Blocking platelet aggregation by inhibiting the protease-activated receptor PAR4 prevented the formation of harmful blood clots, while having less of an effect on blood clots that repaired injury. The results, which were published in the Jan. 4, 2017, issue of Science Translational Medicine, "validate PAR4 as an antithrombotic target with the potential for a favorable safety/efficacy ratio," Michael Burgess, head of cardiovascular, fibrosis, immunoscience and GDD development at Bristol-Myers Squibb Co. (BMS), told BioWorld Today.
In its anniversary publication "50 Years in Hematology: Research That Revolutionized Patient Care," the American Society of Hematology (ASH) highlighted the discovery of clot-busting drugs as one example of transformative research. According to ASH, disorders that arise from blood clots in the vessels, most notably heart attacks and strokes, "collectively are the most common cause of death and disability in the developed world."
The advent of antithrombotic therapy has reduced the risk of deep vein thrombosis, which can lead to pulmonary embolism, by more than 70 percent, and "markedly reduced death from heart attacks, the risk of stroke in people with heart irregularities (atrial fibrillation), and the risk of major stroke in patients with mini-strokes."
To date, all commercially available clotbusters increase the risk of bleeding, because they target both hemostasis, the process by which blood clots form after an injury, and thrombosis, the formation of blood clots in the absence of an injury.
While the clots that are the end products of both hemostasis and thrombosis are indistinguishable from each other, the processes by which those clots form differ to a degree. Researchers are trying to exploit those differences to develop therapies that can affect thrombotic more than hemostatic clots. (See BioWorld Today, Oct. 29, 2013, and Aug. 25, 2016.)
PAR4 is one such target. Along with PAR1, which is the target of Zontivity (vorapaxar, Merck & Co. Inc.), it mediates the activation of platelets by thrombin.

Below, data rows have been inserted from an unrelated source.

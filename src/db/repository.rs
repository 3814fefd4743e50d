//! Content repository: typed CRUD for each content kind.
//!
//! The only layer that talks to the document store. Store errors propagate unchanged.

use serde::Serialize;
use serde_json::{Map, Value};
use sqlx::SqlitePool;

use super::{Document, DocumentStore};
use crate::errors::AppError;
use crate::models::{
    ContentKind, Entry, ServerTimestamp, SiteDetails, SiteMetadata, SiteMetadataPatch,
    METADATA_KEY, SITE_COLLECTION,
};

/// Field every ordered collection is sorted by.
const ORDER_FIELD: &str = "order";

/// Content repository for all data operations.
#[derive(Clone)]
pub struct Repository {
    store: DocumentStore,
}

impl Repository {
    pub fn new(pool: SqlitePool) -> Self {
        Self {
            store: DocumentStore::new(pool),
        }
    }

    /// Close the underlying store.
    pub async fn close(&self) {
        self.store.close().await;
    }

    /// Get the current revision ID.
    pub async fn get_revision_id(&self) -> Result<i64, AppError> {
        self.store.revision().await
    }

    // ==================== ORDERED COLLECTIONS ====================

    /// List all entries of a kind, ascending by sort order.
    pub async fn list<K: ContentKind>(&self) -> Result<Vec<Entry<K>>, AppError> {
        let documents = self.store.list(K::COLLECTION, ORDER_FIELD).await?;
        documents.into_iter().map(entry_from_document).collect()
    }

    /// Get an entry by ID.
    pub async fn get<K: ContentKind>(&self, id: &str) -> Result<Option<Entry<K>>, AppError> {
        self.store
            .get(K::COLLECTION, id)
            .await?
            .map(entry_from_document)
            .transpose()
    }

    /// Number of entries of a kind.
    pub async fn count<K: ContentKind>(&self) -> Result<i64, AppError> {
        self.store.count(K::COLLECTION).await
    }

    /// Create a new entry. The sort order is stored as given.
    pub async fn create<K: ContentKind>(&self, fields: &K) -> Result<Entry<K>, AppError> {
        let document = self.store.add(K::COLLECTION, to_object(fields)?).await?;
        tracing::info!(collection = K::COLLECTION, id = %document.id, "Created {}", K::LABEL);
        entry_from_document(document)
    }

    /// Merge the fields set in `patch` into an existing entry.
    pub async fn update<K: ContentKind>(
        &self,
        id: &str,
        patch: &K::Patch,
    ) -> Result<Entry<K>, AppError> {
        let document = self
            .store
            .update_merge(K::COLLECTION, id, to_object(patch)?)
            .await
            .map_err(|e| relabel(e, K::LABEL, id))?;
        tracing::info!(collection = K::COLLECTION, id, "Updated {}", K::LABEL);
        entry_from_document(document)
    }

    /// Delete an entry.
    pub async fn delete<K: ContentKind>(&self, id: &str) -> Result<ServerTimestamp, AppError> {
        let stamp = self
            .store
            .delete(K::COLLECTION, id)
            .await
            .map_err(|e| relabel(e, K::LABEL, id))?;
        tracing::info!(collection = K::COLLECTION, id, "Deleted {}", K::LABEL);
        Ok(stamp)
    }

    // ==================== SITE METADATA ====================

    /// Get the metadata singleton; `None` until it has been written once.
    pub async fn get_site_metadata(&self) -> Result<Option<SiteMetadata>, AppError> {
        self.store
            .get(SITE_COLLECTION, METADATA_KEY)
            .await?
            .map(metadata_from_document)
            .transpose()
    }

    /// Merge the fields set in `patch` into the metadata singleton.
    pub async fn update_site_metadata(
        &self,
        patch: &SiteMetadataPatch,
    ) -> Result<SiteMetadata, AppError> {
        let document = self
            .store
            .update_merge(SITE_COLLECTION, METADATA_KEY, to_object(patch)?)
            .await
            .map_err(|e| relabel(e, "Site metadata", METADATA_KEY))?;
        tracing::info!("Updated site metadata");
        metadata_from_document(document)
    }

    /// Overwrite the metadata singleton, creating it if needed.
    pub async fn put_site_metadata(&self, details: &SiteDetails) -> Result<SiteMetadata, AppError> {
        let document = self
            .store
            .set(SITE_COLLECTION, METADATA_KEY, to_object(details)?)
            .await?;
        metadata_from_document(document)
    }

    /// Certifications kept on the metadata singleton.
    pub async fn list_certifications(&self) -> Result<Vec<String>, AppError> {
        Ok(self
            .get_site_metadata()
            .await?
            .map(|m| m.details.certifications)
            .unwrap_or_default())
    }
}

// Helper functions for document conversion

fn to_object<T: Serialize>(value: &T) -> Result<Map<String, Value>, AppError> {
    match serde_json::to_value(value) {
        Ok(Value::Object(map)) => Ok(map),
        Ok(_) => Err(AppError::Internal(
            "Record did not serialize to an object".to_string(),
        )),
        Err(e) => Err(AppError::Internal(format!("Failed to encode record: {}", e))),
    }
}

fn entry_from_document<K: ContentKind>(document: Document) -> Result<Entry<K>, AppError> {
    let Document {
        id,
        data,
        created_at,
        updated_at,
    } = document;

    let fields = serde_json::from_value(Value::Object(data)).map_err(|e| {
        AppError::Internal(format!("Malformed {} document {}: {}", K::LABEL, id, e))
    })?;

    Ok(Entry {
        id,
        fields,
        created_at,
        updated_at,
    })
}

fn metadata_from_document(document: Document) -> Result<SiteMetadata, AppError> {
    let details = serde_json::from_value(Value::Object(document.data))
        .map_err(|e| AppError::Internal(format!("Malformed site metadata: {}", e)))?;

    Ok(SiteMetadata {
        details,
        updated_at: document.updated_at,
    })
}

fn relabel(err: AppError, label: &str, id: &str) -> AppError {
    if err.is_not_found() {
        AppError::NotFound(format!("{} {} not found", label, id))
    } else {
        err
    }
}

Zontivity illustrates the bind that current antithrombotics are in. While consensus estimates published by Cortellis predict the drug will break $100 million in sales by 2017, it also comes with a black box warning that it increases risk of bleeding, including intracranial hemorrhage and fatal bleeding. It is contraindicated in patients with a history of stroke, transient ischemic attack and intracranial hemorrhage.

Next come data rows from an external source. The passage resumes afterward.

//! Education model.

use serde::{Deserialize, Serialize};

use super::{is_blank, ContentKind};

/// A degree or qualification.
#[derive(Debug, Clone, Serialize, Deserialize, Default, PartialEq)]
#[serde(rename_all = "camelCase", default)]
pub struct EducationEntry {
    pub degree: String,
    pub field: String,
    pub institution: String,
    pub dates: String,
    pub order: u32,
}

/// Partial update for an education entry.
#[derive(Debug, Clone, Serialize, Deserialize, Default)]
#[serde(rename_all = "camelCase")]
pub struct EducationPatch {
    #[serde(default, skip_serializing_if = "Option::is_none")]
    pub degree: Option<String>,
    #[serde(default, skip_serializing_if = "Option::is_none")]
    pub field: Option<String>,
    #[serde(default, skip_serializing_if = "Option::is_none")]
    pub institution: Option<String>,
    #[serde(default, skip_serializing_if = "Option::is_none")]
    pub dates: Option<String>,
    #[serde(default, skip_serializing_if = "Option::is_none")]
    pub order: Option<u32>,
}

impl ContentKind for EducationEntry {
    const COLLECTION: &'static str = "education";
    const LABEL: &'static str = "Education entry";

    type Patch = EducationPatch;

    fn sort_order(&self) -> u32 {
        self.order
    }

    fn set_sort_order(&mut self, order: u32) {
        self.order = order;
    }

    fn missing_field(&self) -> Option<&'static str> {
        if is_blank(&self.degree) {
            Some("Degree")
        } else if is_blank(&self.institution) {
            Some("Institution")
        } else {
            None
        }
    }

    fn to_patch(&self) -> EducationPatch {
        EducationPatch {
            degree: Some(self.degree.clone()),
            field: Some(self.field.clone()),
            institution: Some(self.institution.clone()),
            dates: Some(self.dates.clone()),
            order: Some(self.order),
        }
    }
}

In the work now published in Science Translational Medicine, authors from BMS and the University of Montreal focused on PAR4, a less-investigated sibling of PAR1. They first showed that antibodies to PAR4 reduced clot formation in guinea pigs, but did not increase bleeding time.

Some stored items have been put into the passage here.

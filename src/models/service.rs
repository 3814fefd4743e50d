//! Service offering model.

use serde::{Deserialize, Serialize};

use super::{is_blank, ContentKind};

/// A service offered on the site.
#[derive(Debug, Clone, Serialize, Deserialize, Default, PartialEq)]
#[serde(rename_all = "camelCase", default)]
pub struct Service {
    pub title: String,
    pub description: String,
    /// Icon identifier understood by the frontend icon set
    pub icon: String,
    pub features: Vec<String>,
    pub order: u32,
}

/// Partial update for a service.
#[derive(Debug, Clone, Serialize, Deserialize, Default)]
#[serde(rename_all = "camelCase")]
pub struct ServicePatch {
    #[serde(default, skip_serializing_if = "Option::is_none")]
    pub title: Option<String>,
    #[serde(default, skip_serializing_if = "Option::is_none")]
    pub description: Option<String>,
    #[serde(default, skip_serializing_if = "Option::is_none")]
    pub icon: Option<String>,
    #[serde(default, skip_serializing_if = "Option::is_none")]
    pub features: Option<Vec<String>>,
    #[serde(default, skip_serializing_if = "Option::is_none")]
    pub order: Option<u32>,
}

impl ContentKind for Service {
    const COLLECTION: &'static str = "services";
    const LABEL: &'static str = "Service";

    type Patch = ServicePatch;

    fn sort_order(&self) -> u32 {
        self.order
    }

    fn set_sort_order(&mut self, order: u32) {
        self.order = order;
    }

    fn missing_field(&self) -> Option<&'static str> {
        is_blank(&self.title).then_some("Title")
    }

    fn to_patch(&self) -> ServicePatch {
        ServicePatch {
            title: Some(self.title.clone()),
            description: Some(self.description.clone()),
            icon: Some(self.icon.clone()),
            features: Some(self.features.clone()),
            order: Some(self.order),
        }
    }
}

A high-throughput screen of more than 1 million compounds followed and resulted in BMS-986120, an orally available small-molecule PAR4 blocker.
The team compared BMS-986120 to Plavix (clopidogrel, BMS/Sanofi SA), in cynomolgus monkeys, whose expression pattern of PAR1 and PAR4 is similar to that of humans. "Preclinical species, including mouse, rat, dogs and rabbits, only use PAR4 as a single signaling thrombin receptor. The situation is different in humans and primates, which both express PAR1 and PAR4 on the platelet surface. Whether inhibition of PAR4 in species with a dual PAR1/PAR4 system is antithrombotic was unknown before this work. Also, whether inhibition of PAR4 would lead to bleeding liabilities in a species with a dual PAR1/PAR4 system on platelets was unknown," Burgess said.
The team showed that while Plavix treatment affected both clotting and bleeding in a dose-dependent manner, the effects of BMS-986120 were much stronger on clotting at higher doses, while bleeding times were relatively unaffected, and increased only slightly with higher doses, leading to a larger therapeutic window for BMS-986120.
BMS-986120 has been in two phase I trials in healthy volunteers, but Burgess said that "no studies of this asset are currently ongoing."
However, "BMS has also developed BMS-986141, a second asset targeting PAR4. Based on early study results, this asset has been moved forward to phase II."